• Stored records
──────────────────────────────

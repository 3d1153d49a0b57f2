//! Budget row model
//!
//! A `BudgetRow` is one income or expense line item. Rows are value objects:
//! no id, no links to other rows, and an edit replaces the whole row.
//! `RowDraft` is the same record before its type has been checked, which is
//! what arrives from files and forms.

use chrono::NaiveDate;
use serde::{Deserialize, Serialize};
use std::fmt;
use std::str::FromStr;

use crate::validation::{validate_budget_row, RowValidation};

/// Whether a row brings money in or sends it out
#[derive(Debug, Clone, Copy, PartialEq, Eq, Hash, Serialize, Deserialize, Default)]
pub enum BudgetType {
    #[default]
    Income,
    Expense,
}

impl BudgetType {
    /// Both types in display order
    pub fn all() -> &'static [Self] {
        &[Self::Income, Self::Expense]
    }

    /// The literal name used in files and exports
    pub fn as_str(&self) -> &'static str {
        match self {
            Self::Income => "Income",
            Self::Expense => "Expense",
        }
    }
}

impl fmt::Display for BudgetType {
    fn fmt(&self, f: &mut fmt::Formatter<'_>) -> fmt::Result {
        f.write_str(self.as_str())
    }
}

impl FromStr for BudgetType {
    type Err = BudgetTypeParseError;

    /// Only the exact names `Income` and `Expense` are accepted
    fn from_str(s: &str) -> Result<Self, Self::Err> {
        match s {
            "Income" => Ok(Self::Income),
            "Expense" => Ok(Self::Expense),
            other => Err(BudgetTypeParseError(other.to_string())),
        }
    }
}

/// Error for a type name other than `Income` / `Expense`
#[derive(Debug, Clone, PartialEq, Eq)]
pub struct BudgetTypeParseError(pub String);

impl fmt::Display for BudgetTypeParseError {
    fn fmt(&self, f: &mut fmt::Formatter<'_>) -> fmt::Result {
        write!(f, "Unknown budget type '{}': expected Income or Expense", self.0)
    }
}

impl std::error::Error for BudgetTypeParseError {}

/// One income or expense line item
#[derive(Debug, Clone, PartialEq, Serialize, Deserialize)]
pub struct BudgetRow {
    #[serde(rename = "type")]
    pub kind: BudgetType,

    pub category: String,

    pub item: String,

    #[serde(default)]
    pub description: String,

    /// Calendar date as entered (normally `YYYY-MM-DD`)
    #[serde(default)]
    pub date: String,

    pub amount: f64,

    #[serde(default)]
    pub notes: String,
}

impl BudgetRow {
    /// Create a row with the required classification fields set
    pub fn new(
        kind: BudgetType,
        category: impl Into<String>,
        item: impl Into<String>,
        amount: f64,
    ) -> Self {
        Self {
            kind,
            category: category.into(),
            item: item.into(),
            description: String::new(),
            date: String::new(),
            amount,
            notes: String::new(),
        }
    }

    /// The row a sheet appends on "add row": an income line dated `today`
    pub fn blank(today: NaiveDate) -> Self {
        Self {
            date: today.format("%Y-%m-%d").to_string(),
            ..Self::new(BudgetType::Income, "", "", 0.0)
        }
    }

    pub fn with_description(mut self, description: impl Into<String>) -> Self {
        self.description = description.into();
        self
    }

    pub fn with_date(mut self, date: impl Into<String>) -> Self {
        self.date = date.into();
        self
    }

    pub fn with_notes(mut self, notes: impl Into<String>) -> Self {
        self.notes = notes.into();
        self
    }

    pub fn is_income(&self) -> bool {
        self.kind == BudgetType::Income
    }

    pub fn is_expense(&self) -> bool {
        self.kind == BudgetType::Expense
    }

    /// Run the strict field-by-field check on this row
    pub fn validate(&self) -> RowValidation {
        validate_budget_row(&RowDraft::from(self))
    }
}

/// A row whose type has not been checked yet
///
/// Every field defaults, so partial input deserializes and the validator,
/// not the parser, reports what is missing.
#[derive(Debug, Clone, Default, PartialEq, Serialize, Deserialize)]
#[serde(default)]
pub struct RowDraft {
    #[serde(rename = "type")]
    pub kind: String,
    pub category: String,
    pub item: String,
    pub description: String,
    pub date: String,
    pub amount: f64,
    pub notes: String,
}

impl RowDraft {
    /// Strict field-by-field validation
    pub fn validate(&self) -> RowValidation {
        validate_budget_row(self)
    }

    /// Convert into a typed row; only the type name has to be valid
    pub fn into_row(self) -> Result<BudgetRow, BudgetTypeParseError> {
        Ok(BudgetRow {
            kind: self.kind.parse()?,
            category: self.category,
            item: self.item,
            description: self.description,
            date: self.date,
            amount: self.amount,
            notes: self.notes,
        })
    }
}

impl From<&BudgetRow> for RowDraft {
    fn from(row: &BudgetRow) -> Self {
        Self {
            kind: row.kind.as_str().to_string(),
            category: row.category.clone(),
            item: row.item.clone(),
            description: row.description.clone(),
            date: row.date.clone(),
            amount: row.amount,
            notes: row.notes.clone(),
        }
    }
}

impl From<BudgetRow> for RowDraft {
    fn from(row: BudgetRow) -> Self {
        Self {
            kind: row.kind.as_str().to_string(),
            category: row.category,
            item: row.item,
            description: row.description,
            date: row.date,
            amount: row.amount,
            notes: row.notes,
        }
    }
}

#[cfg(test)]
mod tests {
    use super::*;

    fn salary() -> BudgetRow {
        BudgetRow::new(BudgetType::Income, "Salary", "Monthly Salary", 5000.0)
            .with_description("Primary income")
            .with_date("2025-01-15")
            .with_notes("Direct deposit")
    }

    #[test]
    fn test_budget_type_parse() {
        assert_eq!("Income".parse::<BudgetType>(), Ok(BudgetType::Income));
        assert_eq!("Expense".parse::<BudgetType>(), Ok(BudgetType::Expense));
        assert!("income".parse::<BudgetType>().is_err());
        assert!("Invalid".parse::<BudgetType>().is_err());
    }

    #[test]
    fn test_blank_row() {
        let row = BudgetRow::blank(NaiveDate::from_ymd_opt(2025, 3, 9).unwrap());
        assert_eq!(row.kind, BudgetType::Income);
        assert_eq!(row.date, "2025-03-09");
        assert_eq!(row.amount, 0.0);
        assert!(row.category.is_empty());
        assert!(!row.validate().is_valid());
    }

    #[test]
    fn test_complete_row_is_valid() {
        assert!(salary().validate().is_valid());
        assert!(salary().is_income());
        assert!(!salary().is_expense());
    }

    #[test]
    fn test_serialization_uses_type_key() {
        let json = serde_json::to_value(salary()).unwrap();
        assert_eq!(json["type"], "Income");
        assert_eq!(json["amount"], 5000.0);

        let back: BudgetRow = serde_json::from_value(json).unwrap();
        assert_eq!(back, salary());
    }

    #[test]
    fn test_notes_optional_in_input() {
        let row: BudgetRow = serde_json::from_str(
            r#"{"type":"Expense","category":"Housing","item":"Rent","amount":1200}"#,
        )
        .unwrap();
        assert!(row.notes.is_empty());
        assert!(row.is_expense());
    }

    #[test]
    fn test_draft_accepts_unknown_type() {
        let draft: RowDraft =
            serde_json::from_str(r#"{"type":"Gift","category":"Other","amount":3}"#).unwrap();
        assert_eq!(draft.kind, "Gift");
        assert!(draft.clone().into_row().is_err());
        assert!(draft.validate().error("type").is_some());
    }

    #[test]
    fn test_draft_round_trip() {
        let draft = RowDraft::from(&salary());
        assert_eq!(draft.kind, "Income");
        assert_eq!(draft.into_row().unwrap(), salary());
    }
}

──────────────────────────────

• Problem description
The answer must consist of every line from the entries above that contains "amount".

• Answer to the problem
    pub amount: f64,
        amount: f64,
            amount,
    pub amount: f64,
            amount: self.amount,
            amount: row.amount,
            amount: row.amount,
        assert_eq!(row.amount, 0.0);
        assert_eq!(json["amount"], 5000.0);
            r#"{"type":"Expense","category":"Housing","item":"Rent","amount":1200}"#,
            serde_json::from_str(r#"{"type":"Gift","category":"Other","amount":3}"#).unwrap();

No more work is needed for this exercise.